You've received some good replies and sharp tools is probably the reason for the tearout. However, you must realize that when turning a bowl there is alternating side grain and endgrain. The endgrain is the place where the tearout is most likely to happen. If the wood is slightly spalted or even starting to rot the end grain will be very difficult to completely avoid some tearout. I have a bowl in work now that is heavily spalted. A few passes with a very sharp chisel gave me tremendous tearout on the end grain portion. I soaked it for a day is Turner's Choice and let it dry for about three days and then remounted it. A pass with a sharp gouge and there was no longer tearout. I've found that Turner's Choice, which is expensive, makes any wood turn easier and with less tearout.
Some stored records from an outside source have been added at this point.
//! # Mesh Reconstruction
//!
//! Turns a [`GeometryRecord`] into a [`MeshBuffer`] in host axes.
//!
//! The asset format is Y-up; the host is Z-up with the opposite handedness
//! on the depth axis, so every vertex goes through `(x, y, z) -> (x, -z, y)`.

use crate::error::GeometryError;
use crate::mesh::MeshBuffer;
use crate::record::GeometryRecord;
use glam::DVec3;

/// Maps a point from asset axes to host axes.
///
/// # Example
///
/// ```rust
/// use hkx_geometry::{inverse_remap_axes, remap_axes};
/// use glam::DVec3;
///
/// let p = DVec3::new(1.0, 2.0, 3.0);
/// assert_eq!(remap_axes(p), DVec3::new(1.0, -3.0, 2.0));
/// assert_eq!(inverse_remap_axes(remap_axes(p)), p);
/// ```
#[inline]
pub fn remap_axes(p: DVec3) -> DVec3 {
    DVec3::new(p.x, -p.z, p.y)
}

/// Maps a point from host axes back to asset axes.
#[inline]
pub fn inverse_remap_axes(p: DVec3) -> DVec3 {
    DVec3::new(p.x, p.z, -p.y)
}

/// Builds the host mesh for one record.
///
/// Positions are remapped, edges and primitives are copied as-is. An index
/// that does not name a vertex fails the whole record; nothing is dropped.
///
/// # Errors
///
/// [`GeometryError::MalformedRecord`] if any edge or primitive index is out
/// of range.
pub fn build(record: &GeometryRecord) -> Result<MeshBuffer, GeometryError> {
    record.validate()?;

    let mut mesh = MeshBuffer::with_capacity(
        record.vertices.len(),
        record.edges.len(),
        record.primitives.len(),
    );

    for &v in &record.vertices {
        mesh.add_vertex(remap_axes(v.into()));
    }
    for &[a, b] in &record.edges {
        mesh.add_edge(a, b);
    }
    for face in &record.primitives {
        mesh.add_face(face.clone());
    }

    Ok(mesh)
}

#[cfg(test)]
mod tests {
    use super::*;
    use crate::record::Vertex;

    fn quad_record() -> GeometryRecord {
        GeometryRecord::new(
            "hkpBvCompressedMeshShape",
            vec![
                Vertex::new(0.0, 0.0, 0.0),
                Vertex::new(4.0, 0.0, 0.0),
                Vertex::new(4.0, 0.0, 2.0),
                Vertex::new(0.0, 1.5, 2.0),
            ],
            vec![[0, 2]],
            vec![vec![0, 1, 2, 3]],
        )
    }

    #[test]
    fn test_build_remaps_every_vertex() {
        let record = quad_record();
        let mesh = build(&record).unwrap();
        let expected: Vec<DVec3> = record
            .vertices
            .iter()
            .map(|v| DVec3::new(v.x, -v.z, v.y))
            .collect();
        assert_eq!(mesh.positions(), expected.as_slice());
    }

    #[test]
    fn test_build_copies_topology() {
        let mesh = build(&quad_record()).unwrap();
        assert_eq!(mesh.edges(), &[[0, 2]]);
        assert_eq!(mesh.faces(), &[vec![0, 1, 2, 3]]);
        assert!(mesh.validate());
    }

    #[test]
    fn test_build_is_deterministic() {
        let record = quad_record();
        assert_eq!(build(&record).unwrap(), build(&record).unwrap());
    }

    #[test]
    fn test_build_rejects_out_of_range_edge() {
        let mut record = quad_record();
        record.edges.push([1, 4]);
        let err = build(&record).unwrap_err();
        assert!(matches!(err, GeometryError::MalformedRecord { .. }));
    }

    #[test]
    fn test_inverse_remap_round_trip() {
        for p in [
            DVec3::new(-5000.0, 12.5, -4000.0),
            DVec3::new(0.1, -0.2, 0.3),
            DVec3::ZERO,
        ] {
            assert_eq!(inverse_remap_axes(remap_axes(p)), p);
        }
    }
}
I have no relation to Turner's Choice except that they have been an advertiser in More Woodturning magazine. I believe their advertisement is in the sample issue available on my web site.

Fred Holder

Reply to
Fred Holder

Sharp tools are a must. Sharpen often, even before you really think you need to.

Set your speed as fast as you can safely, and move the tool into the cut slowly.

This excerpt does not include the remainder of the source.